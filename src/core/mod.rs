pub mod audio;
pub mod controller;
pub mod player;
pub mod session;
pub mod transport;
pub mod turn;

// Re-export commonly used types for convenience
pub use audio::{AudioFormat, AudioFrame, AudioSource, AudioSourceError, FrameEncoder};
pub use controller::{
    Command, ControllerConfig, ControllerEvent, ControllerHandle, ControllerState,
    ConversationController, Status,
};
pub use player::{AudioSink, MemorySink, PlaybackError, ResponsePlayer};
pub use session::{ConversationTurn, Session, SessionState, SessionStats};
pub use transport::{
    BoxedTransport, MockTransport, Transport, TransportError, TransportEvent, WebSocketConfig,
    WebSocketTransport,
};
pub use turn::{TurnDetector, TurnDetectorConfig, TurnStrategyKind};
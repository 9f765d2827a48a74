//! Duplex transport to the remote turn-processing endpoint.
//!
//! # Architecture
//!
//! - [`Transport`] trait for the channel abstraction
//! - [`WebSocketTransport`] for the JSON-over-WebSocket protocol
//! - [`MockTransport`] for tests and offline runs
//!
//! Outbound traffic is queued without blocking; inbound traffic and lifecycle
//! changes arrive on one [`TransportEvent`] channel.
//!
//! # Lifecycle
//!
//! `connecting → ready → streaming → closing → closed`, plus `degraded` while
//! an automatic reconnect is in progress.

mod base;
pub mod messages;
mod mock;
mod websocket;

pub use base::{
    BoxedTransport, EVENT_CHANNEL_CAPACITY, InboundEvent, OutboundMessage, ReconnectionConfig,
    SequenceGuard, SessionDescriptor, TranscriptRole, Transport, TransportError, TransportEvent,
    TransportEventReceiver, TransportResult, TransportState,
};
pub use messages::{ClientMessage, ServerMessage};
pub use mock::{MockTransport, MockTransportHandle};
pub use websocket::{DEFAULT_CONNECT_TIMEOUT_MS, WebSocketConfig, WebSocketTransport};
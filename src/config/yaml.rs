use serde::Deserialize;
use std::path::PathBuf;

/// Complete YAML configuration structure
///
/// All fields are optional to allow partial configuration. Values present in
/// the file override environment variables.
///
/// # Example YAML structure
/// ```yaml
/// endpoint:
///   url: "wss://voice.example.com/v1/converse"
///   auth_token: "your-token"
///   connect_timeout_ms: 10000
///
/// audio:
///   sample_rate: 24000
///   channels: 1
///   frame_ms: 20
///   chunk_interval_ms: 100
///   input_device: "MacBook Pro Microphone"
///
/// turn_detection:
///   strategy: "local"
///   positive_threshold: 0.5
///   negative_threshold: 0.35
///   min_confirm_ms: 100
///   silence_threshold_ms: 1000
///   min_speech_ms: 300
///   noise_floor_db: -50.0
///   speech_level_db: -20.0
///
/// playback:
///   lead_ms: 300
///
/// reconnection:
///   enabled: true
///   max_attempts: 5
///   initial_delay_ms: 500
///   max_delay_ms: 8000
///   backoff_multiplier: 2.0
///   jitter: true
/// ```
#[derive(Debug, Clone, Deserialize, Default)]
#[serde(default)]
pub struct YamlConfig {
    pub endpoint: Option<EndpointYaml>,
    pub audio: Option<AudioYaml>,
    pub turn_detection: Option<TurnDetectionYaml>,
    pub playback: Option<PlaybackYaml>,
    pub reconnection: Option<ReconnectionYaml>,
}

/// Endpoint configuration from YAML
#[derive(Debug, Clone, Deserialize, Default)]
#[serde(default)]
pub struct EndpointYaml {
    pub url: Option<String>,
    pub auth_token: Option<String>,
    pub connect_timeout_ms: Option<u64>,
}

/// Audio configuration from YAML
#[derive(Debug, Clone, Deserialize, Default)]
#[serde(default)]
pub struct AudioYaml {
    pub sample_rate: Option<u32>,
    pub channels: Option<u16>,
    pub frame_ms: Option<u32>,
    pub chunk_interval_ms: Option<u32>,
    pub input_device: Option<String>,
}

/// Turn detection configuration from YAML
#[derive(Debug, Clone, Deserialize, Default)]
#[serde(default)]
pub struct TurnDetectionYaml {
    /// `local` or `server`
    pub strategy: Option<String>,
    pub positive_threshold: Option<f32>,
    pub negative_threshold: Option<f32>,
    pub min_confirm_ms: Option<u32>,
    pub silence_threshold_ms: Option<u32>,
    pub min_speech_ms: Option<u32>,
    pub noise_floor_db: Option<f32>,
    pub speech_level_db: Option<f32>,
}

/// Playback configuration from YAML
#[derive(Debug, Clone, Deserialize, Default)]
#[serde(default)]
pub struct PlaybackYaml {
    pub lead_ms: Option<u64>,
}

/// Reconnection configuration from YAML
#[derive(Debug, Clone, Deserialize, Default)]
#[serde(default)]
pub struct ReconnectionYaml {
    pub enabled: Option<bool>,
    pub max_attempts: Option<u32>,
    pub initial_delay_ms: Option<u64>,
    pub max_delay_ms: Option<u64>,
    pub backoff_multiplier: Option<f32>,
    pub jitter: Option<bool>,
}

impl YamlConfig {
    /// Load configuration from a YAML file
    ///
    /// # Errors
    /// Returns an error if:
    /// - The file cannot be read
    /// - The YAML is malformed
    /// - Required fields have invalid types
    pub fn from_file(path: &PathBuf) -> Result<Self, Box<dyn std::error::Error>> {
        let contents = std::fs::read_to_string(path)
            .map_err(|e| format!("Failed to read config file {}: {e}", path.display()))?;

        let config: YamlConfig = serde_yaml::from_str(&contents)
            .map_err(|e| format!("Failed to parse YAML config: {e}"))?;

        Ok(config)
    }
}

#[cfg(test)]
mod tests {
    use super::*;
    use std::fs;
    use tempfile::TempDir;

    #[test]
    fn test_yaml_config_full() {
        let yaml = r#"
endpoint:
  url: "wss://voice.example.com"
  auth_token: "token"
  connect_timeout_ms: 5000

audio:
  sample_rate: 16000
  channels: 1
  frame_ms: 10
  chunk_interval_ms: 60
  input_device: "USB Mic"

turn_detection:
  strategy: "server"
  positive_threshold: 0.6
  negative_threshold: 0.4
  min_confirm_ms: 80
  silence_threshold_ms: 900
  min_speech_ms: 250
  noise_floor_db: -55.0
  speech_level_db: -25.0

playback:
  lead_ms: 250

reconnection:
  enabled: false
  max_attempts: 2
  initial_delay_ms: 100
  max_delay_ms: 1000
  backoff_multiplier: 1.5
  jitter: false
"#;

        let config: YamlConfig = serde_yaml::from_str(yaml).unwrap();

        let endpoint = config.endpoint.unwrap();
        assert_eq!(endpoint.url, Some("wss://voice.example.com".to_string()));
        assert_eq!(endpoint.auth_token, Some("token".to_string()));
        assert_eq!(endpoint.connect_timeout_ms, Some(5000));

        let audio = config.audio.unwrap();
        assert_eq!(audio.sample_rate, Some(16000));
        assert_eq!(audio.frame_ms, Some(10));
        assert_eq!(audio.chunk_interval_ms, Some(60));
        assert_eq!(audio.input_device, Some("USB Mic".to_string()));

        let turn = config.turn_detection.unwrap();
        assert_eq!(turn.strategy, Some("server".to_string()));
        assert_eq!(turn.positive_threshold, Some(0.6));
        assert_eq!(turn.min_speech_ms, Some(250));
        assert_eq!(turn.noise_floor_db, Some(-55.0));

        assert_eq!(config.playback.unwrap().lead_ms, Some(250));

        let reconnection = config.reconnection.unwrap();
        assert_eq!(reconnection.enabled, Some(false));
        assert_eq!(reconnection.backoff_multiplier, Some(1.5));
        assert_eq!(reconnection.jitter, Some(false));
    }

    #[test]
    fn test_yaml_config_partial() {
        let yaml = r#"
turn_detection:
  silence_threshold_ms: 2500
"#;

        let config: YamlConfig = serde_yaml::from_str(yaml).unwrap();

        assert!(config.endpoint.is_none());
        assert!(config.audio.is_none());
        let turn = config.turn_detection.unwrap();
        assert_eq!(turn.silence_threshold_ms, Some(2500));
        assert!(turn.strategy.is_none());
    }

    #[test]
    fn test_yaml_config_empty() {
        let config: YamlConfig = serde_yaml::from_str("{}").unwrap();

        assert!(config.endpoint.is_none());
        assert!(config.audio.is_none());
        assert!(config.turn_detection.is_none());
        assert!(config.playback.is_none());
        assert!(config.reconnection.is_none());
    }

    #[test]
    fn test_from_file() {
        let temp_dir = TempDir::new().unwrap();
        let config_path = temp_dir.path().join("converse.yaml");

        fs::write(&config_path, "playback:\n  lead_ms: 420\n").unwrap();

        let config = YamlConfig::from_file(&config_path).unwrap();
        assert_eq!(config.playback.unwrap().lead_ms, Some(420));
    }

    #[test]
    fn test_from_file_not_found() {
        let result = YamlConfig::from_file(&PathBuf::from("/nonexistent/converse.yaml"));

        assert!(result.is_err());
        assert!(
            result
                .unwrap_err()
                .to_string()
                .contains("Failed to read config file")
        );
    }

    #[test]
    fn test_from_file_invalid_yaml() {
        let temp_dir = TempDir::new().unwrap();
        let config_path = temp_dir.path().join("invalid.yaml");

        fs::write(&config_path, "audio: [not, a, map").unwrap();

        let result = YamlConfig::from_file(&config_path);

        assert!(result.is_err());
        assert!(
            result
                .unwrap_err()
                .to_string()
                .contains("Failed to parse YAML config")
        );
    }
}
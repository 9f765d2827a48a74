//! Conversation controller
//!
//! Owns the [`Session`] and every component of the engine, and drives them
//! from one cooperative event loop:
//!
//! ```text
//! idle → connecting → listening ⇄ responding → ended
//! ```
//!
//! Every input handler is a plain synchronous method taking the session
//! generation it was produced for, so inputs that outlive their session are
//! ignored. [`ConversationController::run`] wires the handlers to the frame
//! channel, the transport event channel, the command channel and two timers
//! (chunk flush and silence poll).

mod events;

use std::sync::Arc;
use std::sync::atomic::{AtomicBool, Ordering};
use std::time::{Duration, Instant};

use tokio::sync::{broadcast, mpsc};
use tokio::time::MissedTickBehavior;
use tracing::{debug, error, info, trace, warn};

pub use events::{
    COMMAND_CHANNEL_CAPACITY, CONTROLLER_EVENT_CAPACITY, Command, ControllerEvent,
    ControllerHandle, ControllerState, Status,
};

use crate::core::audio::{
    AudioChunk, AudioConstraints, AudioFrame, AudioSource, FrameEncoder, FrameReceiver,
};
use crate::core::player::{AudioSink, DEFAULT_LEAD_MS, ResponsePlayer};
use crate::core::session::{ConversationTurn, Session, SessionState, SessionStats};
use crate::core::transport::{
    BoxedTransport, InboundEvent, OutboundMessage, SessionDescriptor, TranscriptRole,
    TransportEvent, TransportEventReceiver, TransportState,
};
use crate::core::turn::{TurnDetector, TurnDetectorConfig, TurnEvent, TurnStrategy, create_strategy};
use crate::errors::{ConverseError, ConverseResult};

/// Default chunk cadence.
pub const DEFAULT_CHUNK_INTERVAL_MS: u32 = 100;
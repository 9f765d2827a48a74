//! Speech score sources for the turn detector.
//!
//! A strategy turns either captured frames or endpoint status events into a
//! speech score in `[0, 1]`. The state machine consuming the scores is the
//! same for every strategy.

use crate::core::audio::AudioFrame;
use crate::core::transport::InboundEvent;

use super::config::{TurnDetectorConfig, TurnStrategyKind};

/// Floor for dBFS computations on digital silence.
const MIN_DBFS: f32 = -120.0;

/// Pluggable speech score source.
pub trait TurnStrategy: Send {
    /// Score one captured frame.
    fn evaluate(&mut self, frame: &AudioFrame) -> Option<f32>;

    /// React to an endpoint event. Returns the new score if the event changed it.
    fn interpret(&mut self, event: &InboundEvent) -> Option<f32>;

    /// Whether completed turns must be committed to the endpoint explicitly.
    fn commits_turns(&self) -> bool;

    fn kind(&self) -> TurnStrategyKind;
}

/// Root mean square of a block of samples.
pub fn rms(samples: &[f32]) -> f32 {
    if samples.is_empty() {
        return 0.0;
    }
    let sum_squares: f32 = samples.iter().map(|s| s * s).sum();
    (sum_squares / samples.len() as f32).sqrt()
}

/// RMS level in dBFS, floored at -120.
pub fn rms_dbfs(samples: &[f32]) -> f32 {
    let level = rms(samples);
    if level <= 0.0 || !level.is_finite() {
        return MIN_DBFS;
    }
    (20.0 * level.log10()).max(MIN_DBFS)
}

// =============================================================================
// Energy Strategy
// =============================================================================

/// Local strategy: maps frame energy linearly (in dB) between the noise floor
/// and the speech level.
#[derive(Debug, Clone)]
pub struct EnergyStrategy {
    noise_floor_db: f32,
    speech_level_db: f32,
}

impl EnergyStrategy {
    pub fn new(noise_floor_db: f32, speech_level_db: f32) -> Self {
        Self {
            noise_floor_db,
            speech_level_db,
        }
    }

    /// Score for a level in dBFS.
    pub fn score_db(&self, level_db: f32) -> f32 {
        let span = self.speech_level_db - self.noise_floor_db;
        if span <= 0.0 {
            return if level_db >= self.speech_level_db { 1.0 } else { 0.0 };
        }
        ((level_db - self.noise_floor_db) / span).clamp(0.0, 1.0)
    }
}

impl TurnStrategy for EnergyStrategy {
    fn evaluate(&mut self, frame: &AudioFrame) -> Option<f32> {
        if frame.samples.is_empty() {
            return None;
        }
        Some(self.score_db(rms_dbfs(&frame.samples)))
    }

    fn interpret(&mut self, _event: &InboundEvent) -> Option<f32> {
        None
    }

    fn commits_turns(&self) -> bool {
        true
    }

    fn kind(&self) -> TurnStrategyKind {
        TurnStrategyKind::Local
    }
}

// =============================================================================
// Server Strategy
// =============================================================================

/// Remote strategy: latches the endpoint's speech status and reports it on
/// every frame, so durations are measured on the capture clock.
#[derive(Debug, Clone, Default)]
pub struct ServerStrategy {
    latched: f32,
}

impl ServerStrategy {
    pub fn new() -> Self {
        Self::default()
    }

    pub fn latched(&self) -> f32 {
        self.latched
    }
}

impl TurnStrategy for ServerStrategy {
    fn evaluate(&mut self, _frame: &AudioFrame) -> Option<f32> {
        Some(self.latched)
    }

    fn interpret(&mut self, event: &InboundEvent) -> Option<f32> {
        match event {
            InboundEvent::SpeechStarted => self.latched = 1.0,
            InboundEvent::SpeechStopped => self.latched = 0.0,
            _ => return None,
        }
        Some(self.latched)
    }

    fn commits_turns(&self) -> bool {
        // The endpoint decided the turn boundary itself
        false
    }

    fn kind(&self) -> TurnStrategyKind {
        TurnStrategyKind::Server
    }
}

/// Create the strategy selected by `config`.
pub fn create_strategy(config: &TurnDetectorConfig) -> Box<dyn TurnStrategy> {
    match config.strategy {
        TurnStrategyKind::Local => Box::new(EnergyStrategy::new(
            config.noise_floor_db,
            config.speech_level_db,
        )),
        TurnStrategyKind::Server => Box::new(ServerStrategy::new()),
    }
}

(WORK ITEM): Go through the material above and count the lines that contain "false"; give that number alone.

(EXERCISE RESULT): 5